Task description →
Throughout the listing below, show every line in which "ResourceLink" occurs.

Available records →
--
pub mod router;

pub use router::{AppState, sync_router};
use crate::api::{DataworldAuth, verify_credentials};
use crate::db::DbCredentials;
use crate::error::SyncError;
use crate::middleware::RequireAdminKey;
use crate::server::router::AppState;
use crate::service::{CredentialsUpdate, CredentialsView, update_credentials};
use axum::{
    Json,
    extract::{Path, State},
};
use serde_json::{Map, Value, json};
use tracing::info;

/// GET /organizations/{org_id}/dataworld
pub async fn show_credentials(
    _auth: RequireAdminKey,
    State(state): State<AppState>,
    Path(org_id): Path<String>,
) -> Result<Json<CredentialsView>, SyncError> {
    let creds = state
        .storage
        .find_credentials(&org_id)
        .await?
        .unwrap_or_else(|| DbCredentials::new(&org_id));
    Ok(Json(CredentialsView::from(&creds)))
}

/// POST /organizations/{org_id}/dataworld
pub async fn save_credentials(
    _auth: RequireAdminKey,
    State(state): State<AppState>,
    Path(org_id): Path<String>,
    Json(options): Json<Map<String, Value>>,
) -> Result<Json<CredentialsView>, SyncError> {
    let update = CredentialsUpdate::from_options(&options)?;
    let creds = update_credentials(&state.storage, &org_id, update).await?;
    Ok(Json(CredentialsView::from(&creds)))
}

/// GET /organizations/{org_id}/dataworld/verify
///
/// Probes the stored key even while the integration is switched off, so it
/// can be checked before enabling.
pub async fn verify(
    _auth: RequireAdminKey,
    State(state): State<AppState>,
    Path(org_id): Path<String>,
) -> Result<Json<Value>, SyncError> {
    let creds = state
        .storage
        .find_credentials(&org_id)
        .await?
        .ok_or_else(|| SyncError::OrganizationNotFound(org_id.clone()))?;

    let (Some(owner), Some(key)) = (
        creds.owner.filter(|o| !o.is_empty()),
        creds.api_key.filter(|k| !k.is_empty()),
    ) else {
        return Ok(Json(json!({"valid": false})));
    };

    let valid = verify_credentials(&state.api, &DataworldAuth { owner, key }).await?;
    info!(org = %org_id, valid, "credentials verified");
    Ok(Json(json!({"valid": valid})))
}
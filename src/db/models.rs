use crate::api::DataworldAuth;
use crate::error::SyncError;
use chrono::{DateTime, Utc};
use serde::{Deserialize, Serialize};
use sqlx::FromRow;
use std::fmt;
use std::str::FromStr;

/// Last known outcome of syncing one dataset.
#[derive(Debug, Clone, Copy, PartialEq, Eq, PartialOrd, Ord, Hash, Serialize, Deserialize)]
pub enum SyncState {
    #[serde(rename = "pending")]
    Pending,
    #[serde(rename = "up-to-date")]
    UpToDate,
    #[serde(rename = "failed")]
    Failed,
    #[serde(rename = "deleted")]
    Deleted,
}

impl SyncState {
    pub const ALL: [SyncState; 4] = [
        SyncState::Pending,
        SyncState::UpToDate,
        SyncState::Failed,
        SyncState::Deleted,
    ];

    pub fn as_str(self) -> &'static str {
        match self {
            SyncState::Pending => "pending",
            SyncState::UpToDate => "up-to-date",
            SyncState::Failed => "failed",
            SyncState::Deleted => "deleted",
        }
    }
}

impl fmt::Display for SyncState {
    fn fmt(&self, f: &mut fmt::Formatter<'_>) -> fmt::Result {
        f.write_str(self.as_str())
    }
}

impl FromStr for SyncState {
    type Err = SyncError;

    fn from_str(s: &str) -> Result<Self, Self::Err> {
        SyncState::ALL
            .into_iter()
            .find(|state| state.as_str() == s)
            .ok_or_else(|| SyncError::InvalidState(s.to_string()))
    }
}

/// Per-organization data.world binding.
#[derive(Debug, Clone, Default, Serialize, Deserialize, PartialEq, FromRow)]
pub struct DbCredentials {
    pub organization_id: String,
    pub integration: bool,
    pub show_links: bool,
    pub owner: Option<String>,
    pub api_key: Option<String>,
}

impl DbCredentials {
    pub fn new(organization_id: impl Into<String>) -> Self {
        Self {
            organization_id: organization_id.into(),
            ..Default::default()
        }
    }

    /// Auth for outbound calls, only when integration is on and both owner
    /// and key are set.
    pub fn auth(&self) -> Option<DataworldAuth> {
        if !self.integration {
            return None;
        }
        match (self.owner.as_deref(), self.api_key.as_deref()) {
            (Some(owner), Some(key)) if !owner.is_empty() && !key.is_empty() => {
                Some(DataworldAuth {
                    owner: owner.to_string(),
                    key: key.to_string(),
                })
            }
            _ => None,
        }
    }
}

/// Per-dataset link to its data.world counterpart.
#[derive(Debug, Clone, Serialize, Deserialize, PartialEq)]
pub struct SyncRecord {
    pub package_id: String,
    pub organization_id: String,
    pub owner: String,
    /// Remote slug; `None` until a create has been attempted.
    pub remote_id: Option<String>,
    pub state: SyncState,
    /// Raw body of the last remote response.
    pub message: Option<String>,
    pub updated_at: DateTime<Utc>,
}

impl SyncRecord {
    pub fn pending(
        package_id: impl Into<String>,
        organization_id: impl Into<String>,
        owner: impl Into<String>,
    ) -> Self {
        Self {
            package_id: package_id.into(),
            organization_id: organization_id.into(),
            owner: owner.into(),
            remote_id: None,
            state: SyncState::Pending,
            message: None,
            updated_at: Utc::now(),
        }
    }

    pub fn linked_id(&self) -> Option<&str> {
        self.remote_id.as_deref().filter(|id| !id.is_empty())
    }
}

/// Per-resource link to a data.world file.
#[derive(Debug, Clone, Serialize, Deserialize, PartialEq, FromRow)]
pub struct ResourceLink {
    pub resource_id: String,
    pub dataset_id: String,
    /// Remote file name.
    #[sqlx(rename = "id")]
    pub remote_name: String,
    /// Source URL at the time of the push.
    pub url: String,
}
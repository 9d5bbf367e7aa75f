use crate::api::DataworldApi;
use crate::db::SyncStorage;
use crate::handlers::{credentials, hooks, status};
use crate::service::TaskQueue;
use axum::{
    Router,
    extract::DefaultBodyLimit,
    routing::{get, post},
};
use std::sync::Arc;
use url::Url;

/// Hook payloads and settings forms are small.
const BODY_LIMIT: usize = 64 * 1024;

#[derive(Clone)]
pub struct AppState {
    pub storage: SyncStorage,
    pub queue: Arc<dyn TaskQueue>,
    pub api: DataworldApi,
    pub web_url: Url,
    pub admin_key: Arc<str>,
}

impl AppState {
    pub fn new(
        storage: SyncStorage,
        queue: Arc<dyn TaskQueue>,
        api: DataworldApi,
        web_url: Url,
        admin_key: Arc<str>,
    ) -> Self {
        Self {
            storage,
            queue,
            api,
            web_url,
            admin_key,
        }
    }
}

pub fn sync_router(state: AppState) -> Router {
    Router::new()
        .route("/hooks/datasets/{id}", post(hooks::dataset_hook))
        .route("/hooks/resources/{id}", post(hooks::resource_hook))
        .route(
            "/organizations/{org_id}/dataworld",
            get(credentials::show_credentials).post(credentials::save_credentials),
        )
        .route(
            "/organizations/{org_id}/dataworld/verify",
            get(credentials::verify),
        )
        .route("/dataworld/push-failed", post(status::push_failed))
        .route(
            "/dataworld/datasets/{id}/sync-files",
            post(status::sync_files),
        )
        .route("/dataworld/link/{owner}", get(status::owner_link))
        .route("/dataworld/link/{owner}/{dataset}", get(status::dataset_link))
        // `{scope}` is a state on its own, or an organization id when a state follows.
        .route("/dataworld/{scope}", get(status::list_all))
        .route("/dataworld/{scope}/summary", get(status::summary))
        .route("/dataworld/{scope}/{state}", get(status::list_for_org))
        .layer(DefaultBodyLimit::max(BODY_LIMIT))
        .with_state(state)
}
use crate::db::models::{DbCredentials, ResourceLink, SyncRecord, SyncState};
use crate::db::schema::SQLITE_INIT;
use crate::error::SyncError;
use chrono::{DateTime, Utc};
use sqlx::sqlite::{SqliteConnectOptions, SqlitePoolOptions, SqliteRow};
use sqlx::{Pool, Row, Sqlite};
use std::collections::BTreeMap;
use std::str::FromStr;

pub type SqlitePool = Pool<Sqlite>;

const SYNC_RECORD_COLUMNS: &str =
    "package_id, organization_id, owner, id, state, message, updated_at";

#[derive(Clone)]
pub struct SyncStorage {
    pool: SqlitePool,
}

impl SyncStorage {
    pub fn new(pool: SqlitePool) -> Self {
        Self { pool }
    }

    /// Open (creating if missing) the database and apply the schema.
    pub async fn connect(database_url: &str) -> Result<Self, SyncError> {
        let connect_opts = SqliteConnectOptions::from_str(database_url)?.create_if_missing(true);
        // Every connection to `:memory:` is a separate database.
        let max_connections = if database_url.contains(":memory:") { 1 } else { 8 };
        let pool = SqlitePoolOptions::new()
            .max_connections(max_connections)
            .connect_with(connect_opts)
            .await?;
        let storage = Self::new(pool);
        storage.init_schema().await?;
        Ok(storage)
    }

    pub fn pool(&self) -> &SqlitePool {
        &self.pool
    }

    /// Initialize the schema by executing the bundled DDL.
    pub async fn init_schema(&self) -> Result<(), SyncError> {
        // execute multiple statements safely (SQLite supports multi-commands but sqlx::query doesn't)
        for stmt in SQLITE_INIT.split(';') {
            let s = stmt.trim();
            if s.is_empty() {
                continue;
            }
            sqlx::query(s).execute(&self.pool).await?;
        }
        Ok(())
    }

    // ---- credentials ----

    pub async fn find_credentials(
        &self,
        organization_id: &str,
    ) -> Result<Option<DbCredentials>, SyncError> {
        let creds = sqlx::query_as::<_, DbCredentials>(
            r#"SELECT organization_id, integration, show_links, owner, api_key
               FROM datadotworld_credentials WHERE organization_id = ?"#,
        )
        .bind(organization_id)
        .fetch_optional(&self.pool)
        .await?;
        Ok(creds)
    }

    /// Upsert by organization id.
    pub async fn save_credentials(&self, creds: &DbCredentials) -> Result<(), SyncError> {
        sqlx::query(
            r#"
            INSERT INTO datadotworld_credentials (
                organization_id, integration, show_links, owner, api_key
            ) VALUES (?, ?, ?, ?, ?)
            ON CONFLICT(organization_id) DO UPDATE SET
                integration=excluded.integration,
                show_links=excluded.show_links,
                owner=excluded.owner,
                api_key=excluded.api_key
            "#,
        )
        .bind(&creds.organization_id)
        .bind(creds.integration)
        .bind(creds.show_links)
        .bind(&creds.owner)
        .bind(&creds.api_key)
        .execute(&self.pool)
        .await?;
        Ok(())
    }

    /// Cascade for a deleted organization.
    pub async fn remove_credentials(&self, organization_id: &str) -> Result<(), SyncError> {
        sqlx::query("DELETE FROM datadotworld_credentials WHERE organization_id = ?")
            .bind(organization_id)
            .execute(&self.pool)
            .await?;
        Ok(())
    }

    // ---- sync records ----

    pub async fn find_sync_record(&self, package_id: &str) -> Result<Option<SyncRecord>, SyncError> {
        let row = sqlx::query(&format!(
            "SELECT {SYNC_RECORD_COLUMNS} FROM datadotworld_extras WHERE package_id = ?"
        ))
        .bind(package_id)
        .fetch_optional(&self.pool)
        .await?;
        row.map(Self::row_to_record).transpose()
    }

    /// Upsert by package id; `updated_at` is written as given.
    pub async fn save_sync_record(&self, record: &SyncRecord) -> Result<(), SyncError> {
        sqlx::query(
            r#"
            INSERT INTO datadotworld_extras (
                package_id, organization_id, owner, id, state, message, updated_at
            ) VALUES (?, ?, ?, ?, ?, ?, ?)
            ON CONFLICT(package_id) DO UPDATE SET
                organization_id=excluded.organization_id,
                owner=excluded.owner,
                id=excluded.id,
                state=excluded.state,
                message=excluded.message,
                updated_at=excluded.updated_at
            "#,
        )
        .bind(&record.package_id)
        .bind(&record.organization_id)
        .bind(&record.owner)
        .bind(&record.remote_id)
        .bind(record.state.as_str())
        .bind(&record.message)
        .bind(record.updated_at.to_rfc3339())
        .execute(&self.pool)
        .await?;
        Ok(())
    }

    pub async fn remove_sync_record(&self, package_id: &str) -> Result<(), SyncError> {
        sqlx::query("DELETE FROM datadotworld_extras WHERE package_id = ?")
            .bind(package_id)
            .execute(&self.pool)
            .await?;
        Ok(())
    }

    /// Records in `state`, optionally limited to one organization, oldest first.
    pub async fn list_by_state(
        &self,
        state: SyncState,
        organization_id: Option<&str>,
    ) -> Result<Vec<SyncRecord>, SyncError> {
        let rows = match organization_id {
            Some(org) => {
                sqlx::query(&format!(
                    r#"SELECT {SYNC_RECORD_COLUMNS} FROM datadotworld_extras
                       WHERE state = ? AND organization_id = ? ORDER BY updated_at"#
                ))
                .bind(state.as_str())
                .bind(org)
                .fetch_all(&self.pool)
                .await?
            }
            None => {
                sqlx::query(&format!(
                    r#"SELECT {SYNC_RECORD_COLUMNS} FROM datadotworld_extras
                       WHERE state = ? ORDER BY updated_at"#
                ))
                .bind(state.as_str())
                .fetch_all(&self.pool)
                .await?
            }
        };
        rows.into_iter().map(Self::row_to_record).collect()
    }

    /// Count per state for one organization; every state is present.
    pub async fn count_by_state(
        &self,
        organization_id: &str,
    ) -> Result<BTreeMap<SyncState, i64>, SyncError> {
        let rows: Vec<(String, i64)> = sqlx::query_as(
            r#"SELECT state, COUNT(*) FROM datadotworld_extras
               WHERE organization_id = ? GROUP BY state"#,
        )
        .bind(organization_id)
        .fetch_all(&self.pool)
        .await?;

        let mut counts: BTreeMap<SyncState, i64> =
            SyncState::ALL.into_iter().map(|s| (s, 0)).collect();
        for (state, n) in rows {
            counts.insert(state.parse()?, n);
        }
        Ok(counts)
    }

    // ---- resource links ----

    pub async fn find_resource_link(
        &self,
        resource_id: &str,
    ) -> Result<Option<ResourceLink>, SyncError> {
        let link = sqlx::query_as::<_, ResourceLink>(
            r#"SELECT resource_id, dataset_id, id, url
               FROM datadotworld_resources WHERE resource_id = ?"#,
        )
        .bind(resource_id)
        .fetch_optional(&self.pool)
        .await?;
        Ok(link)
    }

    pub async fn save_resource_link(&self, link: &ResourceLink) -> Result<(), SyncError> {
        sqlx::query(
            r#"
            INSERT INTO datadotworld_resources (resource_id, dataset_id, id, url)
            VALUES (?, ?, ?, ?)
            ON CONFLICT(resource_id) DO UPDATE SET
                dataset_id=excluded.dataset_id,
                id=excluded.id,
                url=excluded.url
            "#,
        )
        .bind(&link.resource_id)
        .bind(&link.dataset_id)
        .bind(&link.remote_name)
        .bind(&link.url)
        .execute(&self.pool)
        .await?;
        Ok(())
    }

    pub async fn remove_resource_link(&self, resource_id: &str) -> Result<(), SyncError> {
        sqlx::query("DELETE FROM datadotworld_resources WHERE resource_id = ?")
            .bind(resource_id)
            .execute(&self.pool)
            .await?;
        Ok(())
    }

    fn row_to_record(row: SqliteRow) -> Result<SyncRecord, SyncError> {
        let package_id: String = row.try_get("package_id")?;
        let organization_id: String = row.try_get("organization_id")?;
        let owner: String = row.try_get("owner")?;
        let remote_id: Option<String> = row.try_get("id")?;
        let state_str: String = row.try_get("state")?;
        let message: Option<String> = row.try_get("message")?;
        let updated_str: String = row.try_get("updated_at")?;

        let state = state_str.parse()?;
        let updated_at: DateTime<Utc> = DateTime::parse_from_rfc3339(&updated_str)
            .map_err(|e| sqlx::Error::Decode(Box::new(e)))?
            .with_timezone(&Utc);

        Ok(SyncRecord {
            package_id,
            organization_id,
            owner,
            remote_id,
            state,
            message,
            updated_at,
        })
    }
}
//! Message types exchanged between clients, servers and agents.
//!
//! A [`Message`] is either a concrete [`Msg`] or a [`Placeholder`] standing in
//! for a reply that has not been computed yet. Placeholders carry only a
//! locator (host, port, agent id, task id); the first read of a semantic
//! field resolves them against the origin server and replaces the variant in
//! place, so resolution happens at most once.

use chrono::{DateTime, Utc};
use serde::{Deserialize, Serialize};
use serde_json::Value;
use thiserror::Error;
use uuid::Uuid;

use crate::rpc::client::RpcClient;
use crate::rpc::RpcError;

/// Status tag carried by failure messages.
pub const STATUS_ERROR: &str = "ERROR";

/// Errors that can occur while encoding or decoding messages.
#[derive(Debug, Error)]
pub enum CodecError {
    /// The document is not valid JSON or does not match the schema.
    #[error("Malformed message document: {0}")]
    Json(#[from] serde_json::Error),
    /// A binary payload is not valid base64.
    #[error("Malformed binary payload: {0}")]
    Base64(#[from] base64::DecodeError),
    /// The agent constructor blob declares a version this build cannot read.
    #[error("Unsupported agent config version {0}")]
    UnsupportedVersion(u32),
    /// The payload decoded, but its shape is not usable in this position.
    #[error("Invalid payload: {0}")]
    InvalidPayload(String),
}

fn default_role() -> String {
    "assistant".to_string()
}

/// A concrete domain message.
///
/// Value object: encoding and decoding round-trips every field.
#[derive(Debug, Clone, Serialize, Deserialize, PartialEq)]
pub struct Msg {
    /// Speaker label.
    pub name: String,
    /// Speaker role, defaults to `assistant`.
    #[serde(default = "default_role")]
    pub role: String,
    /// Opaque content; string, structured value, or null.
    #[serde(default)]
    pub content: Value,
    /// Optional resource reference.
    #[serde(default, skip_serializing_if = "Option::is_none")]
    pub url: Option<String>,
    /// Creation time.
    pub timestamp: DateTime<Utc>,
    /// Stable message id.
    pub id: Uuid,
    /// Identifier of the deferred server-side task this message refers to.
    #[serde(default, skip_serializing_if = "Option::is_none")]
    pub task_id: Option<u64>,
    /// Set to [`STATUS_ERROR`] on failure-carrying messages.
    #[serde(
        rename = "__status",
        default,
        skip_serializing_if = "Option::is_none"
    )]
    pub status: Option<String>,
}

impl Msg {
    /// Creates a message with the default `assistant` role.
    pub fn new(name: impl Into<String>, content: impl Into<Value>) -> Self {
        Self::with_role(name, default_role(), content)
    }

    /// Creates a message with an explicit role.
    pub fn with_role(
        name: impl Into<String>,
        role: impl Into<String>,
        content: impl Into<Value>,
    ) -> Self {
        Self {
            name: name.into(),
            role: role.into(),
            content: content.into(),
            url: None,
            timestamp: Utc::now(),
            id: Uuid::new_v4(),
            task_id: None,
            status: None,
        }
    }

    /// Creates a failure-carrying message tagged with [`STATUS_ERROR`].
    pub fn error(content: impl Into<String>) -> Self {
        let mut msg = Msg::new(STATUS_ERROR, Value::String(content.into()));
        msg.status = Some(STATUS_ERROR.to_string());
        msg
    }

    /// Whether this message carries a failure.
    pub fn is_error(&self) -> bool {
        self.status.as_deref() == Some(STATUS_ERROR)
    }
}

/// Locator for a reply that is still being computed on a remote server.
#[derive(Debug, Clone, Serialize, Deserialize, PartialEq)]
pub struct Placeholder {
    /// Name of the agent that will produce the reply.
    pub name: String,
    /// Host of the origin server.
    pub host: String,
    /// Port of the origin server.
    pub port: u16,
    /// Agent the task was dispatched to.
    pub agent_id: String,
    /// Task to fetch on resolution.
    pub task_id: u64,
}

/// A message that is either concrete or a deferred result.
#[derive(Debug, Clone, Serialize, Deserialize, PartialEq)]
#[serde(tag = "__type")]
pub enum Message {
    /// A concrete message.
    Msg(Msg),
    /// An unresolved reply; resolves to a concrete message on first read.
    Placeholder(Placeholder),
}

impl Message {
    /// Speaker label, available without resolving.
    pub fn name(&self) -> &str {
        match self {
            Message::Msg(m) => &m.name,
            Message::Placeholder(p) => &p.name,
        }
    }

    /// Task id, available without resolving.
    pub fn task_id(&self) -> Option<u64> {
        match self {
            Message::Msg(m) => m.task_id,
            Message::Placeholder(p) => Some(p.task_id),
        }
    }

    /// Whether this message is still unresolved.
    pub fn is_placeholder(&self) -> bool {
        matches!(self, Message::Placeholder(_))
    }

    /// The concrete message, if already available.
    pub fn as_msg(&self) -> Option<&Msg> {
        match self {
            Message::Msg(m) => Some(m),
            Message::Placeholder(_) => None,
        }
    }

    /// Resolves this message in place and returns the concrete value.
    ///
    /// For a placeholder this issues a single `_get` call to the origin
    /// server and blocks until the task completes, expires, or the
    /// connection drops. Once resolved, later calls return the stored value
    /// without touching the network. Business failures do not surface here:
    /// the resolved message may carry [`STATUS_ERROR`] instead.
    pub async fn resolve(&mut self) -> Result<&Msg, RpcError> {
        if let Message::Placeholder(p) = &*self {
            let client = RpcClient::new(p.host.clone(), p.port, p.agent_id.clone());
            let msg = client.get_result(p.task_id).await?;
            *self = Message::Msg(msg);
        }
        match self {
            Message::Msg(m) => Ok(m),
            Message::Placeholder(p) => Err(RpcError::Unresolvable(p.task_id)),
        }
    }

    /// Resolves if necessary and returns the content.
    pub async fn content(&mut self) -> Result<&Value, RpcError> {
        Ok(&self.resolve().await?.content)
    }

    /// Resolves if necessary and returns the resource reference.
    pub async fn url(&mut self) -> Result<Option<&str>, RpcError> {
        Ok(self.resolve().await?.url.as_deref())
    }

    /// Encodes this message as a self-describing JSON document.
    pub fn to_json(&self) -> Result<String, CodecError> {
        Ok(serde_json::to_string(self)?)
    }

    /// Decodes a message from its JSON form.
    pub fn from_json(text: &str) -> Result<Self, CodecError> {
        Ok(serde_json::from_str(text)?)
    }

    /// Encodes a sequence of messages, each with its own type tag.
    pub fn batch_to_json(msgs: &[Message]) -> Result<String, CodecError> {
        Ok(serde_json::to_string(msgs)?)
    }

    /// Decodes a sequence of messages.
    pub fn batch_from_json(text: &str) -> Result<Vec<Message>, CodecError> {
        Ok(serde_json::from_str(text)?)
    }
}

impl From<Msg> for Message {
    fn from(msg: Msg) -> Self {
        Message::Msg(msg)
    }
}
--
Solution below →
pub struct ResourceLink {
use crate::db::models::{DbCredentials, ResourceLink, SyncRecord, SyncState};
    ) -> Result<Option<ResourceLink>, SyncError> {
        let link = sqlx::query_as::<_, ResourceLink>(
    pub async fn save_resource_link(&self, link: &ResourceLink) -> Result<(), SyncError> {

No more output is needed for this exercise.